El Estado mexicano en guerra contra la CNTE


Descompuesto, con el sudor rompiendo las capas de maquillaje y la mirada clavada en el vacío…

… así luce Aurelio Nuño, secretario de Educación Pública mexicano, cuando le toca referirse a la Coordinadora Nacional de Trabajadores de la Educación (CNTE), organización gremial que, desde hace tres años, sostiene una férrea oposición poítica y social contra la Reforma Educativa impulsada por el presidente Enrique Peña Nieto, la cual pretende privatizar el sistema educativo básico del país y liquidar los derechos laborales del magisterio.

Peña Nieto ha consignado a su secretario de educación la tarea de combatir a la CNTE y destrabar la imposición de la Reforma Educativa.
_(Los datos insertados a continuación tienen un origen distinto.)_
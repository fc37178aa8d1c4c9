//! Pawn-dialect compiler front-end.
//!
//! Two tightly-coupled subsystems:
//!
//! - a recursive-descent [`parser`] that turns a token stream into an
//!   arena-allocated syntax tree, disambiguating the legacy old-style
//!   declaration grammar from the new-style one with bounded lookahead, and
//!   recovering from errors instead of aborting;
//! - a tree-walking [`codegen`] that lowers type-checked expressions into a
//!   two-register (PRI/ALT) stack-machine instruction stream, honoring the
//!   l-value/r-value protocol, short-circuit evaluation, chained
//!   comparisons, heap-scoped temporaries, and user-defined operator
//!   overloads.
//!
//! The type checker sits between the two and is an external collaborator:
//! the parser leaves a `value` payload slot on every expression, and the
//! generator consumes a [`sema`] tree whose descriptors the checker filled.

pub mod ast;
pub mod codegen;
pub mod dump;
pub mod emitter;
pub mod error;
pub mod parser;
pub mod scanner;
pub mod sema;
pub mod token;
pub mod value;

pub use parser::{ParseOptions, Parser};

use crate::ast::{AstArena, ParseTree};
use crate::error::ParseFailure;

/// A successfully parsed translation unit.
#[derive(Debug)]
pub struct Parsed {
    pub arena: AstArena,
    pub tree: ParseTree,
}

/// Parses a source file in the relaxed-terminator dialect.
///
/// Returns the tree when no diagnostics were recorded, or a
/// [`ParseFailure`] carrying the partial tree plus every diagnostic.
pub fn parse_source(input: &str) -> Result<Parsed, ParseFailure> {
    parse_source_with(input, ParseOptions::default())
}

/// Parses a source file with explicit dialect options.
pub fn parse_source_with(input: &str, opts: ParseOptions) -> Result<Parsed, ParseFailure> {
    let mut parser = Parser::new(input, opts);
    let tree = parser.parse();
    let (arena, reporter) = parser.into_parts();

    if reporter.is_empty() {
        return Ok(Parsed { arena, tree });
    }

    let (diags, codes) = reporter.into_parts();
    Err(ParseFailure {
        partial: Some(tree),
        diags,
        codes,
    })
}
use super::{DebounceState, DebouncerTrait, sanitize_threshold};
use crate::DEBOUNCE_THRESHOLD;

/// Default matrix-wide debouncer.
///
/// A single counter is shared by all rows. Any row change re-arms it to the threshold, and every
/// scan pass decrements it. When it reaches zero, the whole candidate snapshot is committed.
///
/// One chattering key therefore delays the commit of every other row too. In exchange, the whole
/// debounce state is one byte.
pub struct DefaultDebouncer {
    threshold: u8,
    counter: u8,
}

impl Default for DefaultDebouncer {
    fn default() -> Self {
        Self::new(DEBOUNCE_THRESHOLD)
    }
}

impl DefaultDebouncer {
    /// Create a debouncer committing after `threshold` scan passes without a change.
    pub fn new(threshold: u8) -> Self {
        let threshold = sanitize_threshold(threshold);
        DefaultDebouncer {
            threshold,
            counter: threshold,
        }
    }

    /// Configured threshold
    pub fn threshold(&self) -> u8 {
        self.threshold
    }

    /// Remaining scan passes until the next commit, 0 if nothing is pending
    pub fn remaining(&self) -> u8 {
        self.counter
    }
}

impl<const ROW: usize> DebouncerTrait<ROW> for DefaultDebouncer {
    fn bounce(&mut self, row: usize) {
        if self.counter != 0 {
            debug!("bounce!: row {}, counter {}", row, self.counter);
        }
        self.counter = self.threshold;
    }

    fn tick(&mut self, settled: &mut [bool; ROW]) -> DebounceState {
        if self.counter == 0 {
            return DebounceState::Idle;
        }
        self.counter -= 1;
        if self.counter != 0 {
            DebounceState::InProgress
        } else {
            settled.fill(true);
            DebounceState::Debounced
        }
    }
}

#[cfg(test)]
mod test {
    use super::*;

    fn tick(debouncer: &mut DefaultDebouncer) -> (DebounceState, [bool; 3]) {
        let mut settled = [false; 3];
        let state = DebouncerTrait::<3>::tick(debouncer, &mut settled);
        (state, settled)
    }

    #[test]
    fn test_initial_countdown() {
        let mut debouncer = DefaultDebouncer::new(3);
        assert_eq!(debouncer.remaining(), 3);
        assert_eq!(tick(&mut debouncer), (DebounceState::InProgress, [false; 3]));
        assert_eq!(tick(&mut debouncer), (DebounceState::InProgress, [false; 3]));
        assert_eq!(tick(&mut debouncer), (DebounceState::Debounced, [true; 3]));
        assert_eq!(tick(&mut debouncer), (DebounceState::Idle, [false; 3]));
    }

    #[test]
    fn test_bounce_rearms_global_counter() {
        let mut debouncer = DefaultDebouncer::new(3);
        tick(&mut debouncer);
        tick(&mut debouncer);
        assert_eq!(debouncer.remaining(), 1);
        // A bounce on any row restarts the countdown of the whole matrix
        DebouncerTrait::<3>::bounce(&mut debouncer, 2);
        assert_eq!(debouncer.remaining(), 3);
        assert_eq!(tick(&mut debouncer).0, DebounceState::InProgress);
        DebouncerTrait::<3>::bounce(&mut debouncer, 0);
        assert_eq!(tick(&mut debouncer).0, DebounceState::InProgress);
        assert_eq!(tick(&mut debouncer).0, DebounceState::InProgress);
        assert_eq!(tick(&mut debouncer), (DebounceState::Debounced, [true; 3]));
    }

    #[test]
    fn test_zero_threshold() {
        let mut debouncer = DefaultDebouncer::new(0);
        assert_eq!(debouncer.threshold(), 1);
        assert_eq!(tick(&mut debouncer), (DebounceState::Debounced, [true; 3]));
    }

    #[test]
    fn test_default_threshold() {
        assert_eq!(DefaultDebouncer::default().threshold(), DEBOUNCE_THRESHOLD.max(1));
    }
}
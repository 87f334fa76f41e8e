#![macro_use]
#![allow(unused)]

#[cfg(all(feature = "defmt", feature = "log"))]
compile_error!("You may not enable both `defmt` and `log` features.");

#[collapse_debuginfo(yes)]
macro_rules! trace {
    ($s:literal $(, $x:expr)* $(,)?) => {
        {
            #[cfg(feature = "log")]
            ::log::trace!($s $(, $x)*);
            #[cfg(feature = "defmt")]
            ::defmt::trace!($s $(, $x)*);
            #[cfg(not(any(feature = "log", feature="defmt")))]
            let _ = ($( & $x ),*);
        }
    };
}

#[collapse_debuginfo(yes)]
macro_rules! debug {
    ($s:literal $(, $x:expr)* $(,)?) => {
        {
            #[cfg(feature = "log")]
            ::log::debug!($s $(, $x)*);
            #[cfg(feature = "defmt")]
            ::defmt::debug!($s $(, $x)*);
            #[cfg(not(any(feature = "log", feature="defmt")))]
            let _ = ($( & $x ),*);
        }
    };
}

#[collapse_debuginfo(yes)]
macro_rules! info {
    ($s:literal $(, $x:expr)* $(,)?) => {
        {
            #[cfg(feature = "log")]
            ::log::info!($s $(, $x)*);
            #[cfg(feature = "defmt")]
            ::defmt::info!($s $(, $x)*);
            #[cfg(not(any(feature = "log", feature="defmt")))]
            let _ = ($( & $x ),*);
        }
    };
}

#[collapse_debuginfo(yes)]
macro_rules! warn {
    ($s:literal $(, $x:expr)* $(,)?) => {
        {
            #[cfg(feature = "log")]
            ::log::warn!($s $(, $x)*);
            #[cfg(feature = "defmt")]
            ::defmt::warn!($s $(, $x)*);
            #[cfg(not(any(feature = "log", feature="defmt")))]
            let _ = ($( & $x ),*);
        }
    };
}

#[collapse_debuginfo(yes)]
macro_rules! error {
    ($s:literal $(, $x:expr)* $(,)?) => {
        {
            #[cfg(feature = "log")]
            ::log::error!($s $(, $x)*);
            #[cfg(feature = "defmt")]
            ::defmt::error!($s $(, $x)*);
            #[cfg(not(any(feature = "log", feature="defmt")))]
            let _ = ($( & $x ),*);
        }
    };
}
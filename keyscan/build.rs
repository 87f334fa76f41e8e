use std::path::Path;
use std::{env, fs};

use serde::Deserialize;

#[derive(Debug, Default, Deserialize)]
struct KeyscanToml {
    #[serde(default)]
    matrix: MatrixToml,
}

#[derive(Debug, Deserialize)]
struct MatrixToml {
    #[serde(default = "default_debounce")]
    debounce: u8,
    #[serde(default = "default_select_delay_us")]
    select_delay_us: u32,
    #[serde(default = "default_debounce_tick_us")]
    debounce_tick_us: u32,
}

impl Default for MatrixToml {
    fn default() -> Self {
        Self {
            debounce: default_debounce(),
            select_delay_us: default_select_delay_us(),
            debounce_tick_us: default_debounce_tick_us(),
        }
    }
}

fn default_debounce() -> u8 {
    5
}

fn default_select_delay_us() -> u32 {
    30
}

fn default_debounce_tick_us() -> u32 {
    1000
}

fn main() {
    println!("cargo:rerun-if-changed=build.rs");
    println!("cargo:rerun-if-env-changed=KEYSCAN_CONFIG_PATH");

    // Read the matrix config if it's present
    let user_config_str = if let Ok(toml_path) = env::var("KEYSCAN_CONFIG_PATH") {
        println!("cargo:rerun-if-changed={toml_path}");
        fs::read_to_string(&toml_path).expect("Failed to read KEYSCAN_CONFIG_PATH file")
    } else {
        String::new()
    };

    let user_toml: KeyscanToml = toml::from_str(&user_config_str).expect("Failed to parse KEYSCAN_CONFIG_PATH file\n");

    let constants = get_constants_str(&user_toml.matrix);

    // Write to constants.rs file
    let out_dir = env::var("OUT_DIR").expect("OUT_DIR is set by cargo");
    let dest_path = Path::new(&out_dir).join("constants.rs");
    fs::write(&dest_path, constants).expect("Failed to write constants.rs file");
}

fn get_constants_str(matrix: &MatrixToml) -> String {
    [
        format!("pub(crate) const DEBOUNCE_THRESHOLD: u8 = {};\n", matrix.debounce),
        format!("pub(crate) const SELECT_DELAY_US: u32 = {};\n", matrix.select_delay_us),
        format!("pub(crate) const DEBOUNCE_TICK_US: u32 = {};\n", matrix.debounce_tick_us),
    ]
    .concat()
}
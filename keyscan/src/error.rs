//! Errors of the matrix scanner and the matrix state queries.

use core::fmt;

/// Error raised while scanning the matrix.
///
/// Contact bounce is not an error: it only delays the commit. The only failure a scan pass can
/// report is the electrical adapter refusing to select a row or to sense the columns.
#[derive(Debug, Clone, Copy, PartialEq, Eq)]
#[cfg_attr(feature = "defmt", derive(defmt::Format))]
pub enum ScanError<E> {
    /// The matrix adapter failed
    Io(E),
}

impl<E> From<E> for ScanError<E> {
    fn from(e: E) -> Self {
        ScanError::Io(e)
    }
}

impl<E: fmt::Debug> fmt::Display for ScanError<E> {
    fn fmt(&self, f: &mut fmt::Formatter<'_>) -> fmt::Result {
        match self {
            ScanError::Io(e) => write!(f, "matrix adapter error: {e:?}"),
        }
    }
}

impl<E: fmt::Debug> core::error::Error for ScanError<E> {}

/// A matrix query addressed a key outside of the matrix geometry.
#[derive(Debug, Clone, Copy, PartialEq, Eq)]
#[cfg_attr(feature = "defmt", derive(defmt::Format))]
pub enum OutOfRange {
    /// Row index is not smaller than the row count
    Row(usize),
    /// Column index is not smaller than the column count
    Col(usize),
}

impl fmt::Display for OutOfRange {
    fn fmt(&self, f: &mut fmt::Formatter<'_>) -> fmt::Result {
        match self {
            OutOfRange::Row(row) => write!(f, "row {row} is out of range"),
            OutOfRange::Col(col) => write!(f, "column {col} is out of range"),
        }
    }
}

impl core::error::Error for OutOfRange {}

/// Errors of [`PinMatrixIo`](crate::io::PinMatrixIo).
#[derive(Debug, Clone, Copy, PartialEq, Eq)]
#[cfg_attr(feature = "defmt", derive(defmt::Format))]
pub enum PinError {
    /// Driving a row pin failed
    Output,
    /// Sensing a column pin failed
    Input,
}

impl fmt::Display for PinError {
    fn fmt(&self, f: &mut fmt::Formatter<'_>) -> fmt::Result {
        match self {
            PinError::Output => write!(f, "failed to drive row pin"),
            PinError::Input => write!(f, "failed to read column pin"),
        }
    }
}

impl core::error::Error for PinError {}
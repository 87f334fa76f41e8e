use postcard::experimental::max_size::MaxSize;
use serde::{Deserialize, Serialize};

/// Maximum encoded size of a [`KeyboardEvent`]
pub const KEYBOARD_EVENT_MAX_SIZE: usize = KeyboardEvent::POSTCARD_MAX_SIZE;

/// `KeyboardEvent` reports a key whose committed state changed.
///
/// Events are derived from two committed snapshots, so they are already debounced. They are
/// serializable so that a split half can forward them over its link.
#[derive(Serialize, Deserialize, Clone, Copy, Debug, MaxSize, Eq, PartialEq)]
#[cfg_attr(feature = "defmt", derive(defmt::Format))]
pub struct KeyboardEvent {
    pub pressed: bool,
    pub pos: KeyPos,
}

impl KeyboardEvent {
    pub fn key(row: u8, col: u8, pressed: bool) -> Self {
        Self {
            pressed,
            pos: KeyPos { row, col },
        }
    }

    /// Encode the event into `buf`, returning the used part of the buffer.
    pub fn encode<'a>(&self, buf: &'a mut [u8]) -> Result<&'a mut [u8], postcard::Error> {
        postcard::to_slice(self, buf)
    }

    /// Decode an event previously written by [`KeyboardEvent::encode`].
    pub fn decode(buf: &[u8]) -> Result<Self, postcard::Error> {
        postcard::from_bytes(buf)
    }
}

/// Position of a key in the matrix.
#[derive(Serialize, Deserialize, Clone, Copy, Debug, MaxSize, Eq, PartialEq)]
#[cfg_attr(feature = "defmt", derive(defmt::Format))]
pub struct KeyPos {
    pub row: u8,
    pub col: u8,
}
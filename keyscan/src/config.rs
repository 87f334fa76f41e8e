//! Runtime configuration of the matrix scanner.
//!
//! Defaults come from the build-time constants, which `build.rs` reads from the TOML file named by
//! `KEYSCAN_CONFIG_PATH`:
//!
//! ```toml
//! [matrix]
//! debounce = 5
//! select_delay_us = 30
//! debounce_tick_us = 1000
//! ```

use embassy_time::Duration;

use crate::{DEBOUNCE_TICK_US, SELECT_DELAY_US};

/// Timing of a scan pass.
///
/// The debounce threshold is not part of it: it belongs to the debouncer, see
/// [`DefaultDebouncer::new`](crate::debounce::DefaultDebouncer::new).
#[derive(Clone, Copy, Debug, PartialEq, Eq)]
#[cfg_attr(feature = "defmt", derive(defmt::Format))]
pub struct MatrixConfig {
    /// Settle time between selecting a row and reading its columns.
    ///
    /// Reads are unstable without it, the required value depends on the board.
    pub select_delay: Duration,
    /// Pause after a scan pass whose debounce countdown is still running.
    ///
    /// The debounce threshold counts scan passes, so this is the unit of the debounce time.
    pub debounce_tick: Duration,
}

impl Default for MatrixConfig {
    fn default() -> Self {
        Self {
            select_delay: Duration::from_micros(SELECT_DELAY_US as u64),
            debounce_tick: Duration::from_micros(DEBOUNCE_TICK_US as u64),
        }
    }
}

impl MatrixConfig {
    /// Config without any delay, useful for simulated matrices.
    pub const fn no_delay() -> Self {
        Self {
            select_delay: Duration::from_micros(0),
            debounce_tick: Duration::from_micros(0),
        }
    }

    pub(crate) fn select_delay_us(&self) -> u32 {
        as_delay_us(self.select_delay)
    }

    pub(crate) fn debounce_tick_us(&self) -> u32 {
        as_delay_us(self.debounce_tick)
    }
}

fn as_delay_us(duration: Duration) -> u32 {
    u32::try_from(duration.as_micros()).unwrap_or(u32::MAX)
}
Pero la realidad concreta indica que no ha podido con la encomienda.

 

Eso sí, a pesar de esto, sus esfuerzos gozan del favor del aparato mediático del Estado.
Así fue como, a mediados de mayo, en todas las primeras planas y noticiarios del país se difundió que Aurelio Nuño expulsaría y sustituiría a 3 mil 119 docentes que han faltado a clases por participar de las protestas.

Sin embargo, la propaganda no le ha rendido los frutos esperados al funcionario.
Por ejemplo, en el Estado de Chiapas, donde en las últimas semanas se ha focalizado el conflicto, son prácticamente 60 mil maestros y maestras quienes se encuentran en las calles peleando contra la Reforma.

¿De dónde sacaría el Gobierno de México esa cantidad de docentes para sustituir? No puede.

Tal certeza estaría provocando en Nuño la descomposición de su gesto; y aún más, una momentánea pérdida de vigor en el discurso anti-magisterial provocado por la obligación de tragarse acusaciones contra la CNTE como aquella del pasado 31 de mayo, cuando luego de afirmar que habían sido profesores centistas quienes detuvieron y humillaron a directivas que “sí querían trabajar”, se reveló que no había sido el magisterio en huelga sino elementos del PRI al servicio de la alcaldía de Comitán.

El aparato mediático de Estado, calló, y Aurelio Nuño no pudo sino decir, tibiamente, que “no tenía elementos para afirmar” que había sido la CNTE.

La maniobra, sí, quedó en evidencia. Pero más aún fue exhibida la estrategia de guerra contra la CNTE dirigida desde el Estado por vías políticas, coercitivas y mediáticas, con el afán de debilitar las protestas, poner a la gente en su contra y cumplir el cometido de Peña Nieto impuesto a Aurelio Nuño.

Porque no renunciarán al deseo de imponer la Reforma Educativa. El problema es que, agotadas estas vías, las opciones del Gobierno peñista son pocas, y la represión es una de ellas. Esto es algo que ya ha probado antes; ha ocurrido en Guerrero, en Oaxaca, en Michoacán, en la Ciudad de México y ya pasó recién en Chiapas donde la policía estatal y federal lanzaron bombas lacrimógenas y equipo táctico contra una marcha del magisterio.

La experiencia de Ayotzinapa debe alertar al país.

Frustrados y sabiéndose vencidos, la experiencia nos dicta que la plutocracia depende de la violencia para imponer sus propósitos. Ojalá que no sea el caso. Y es que no hay forma que la Reforma Educativa pase ya.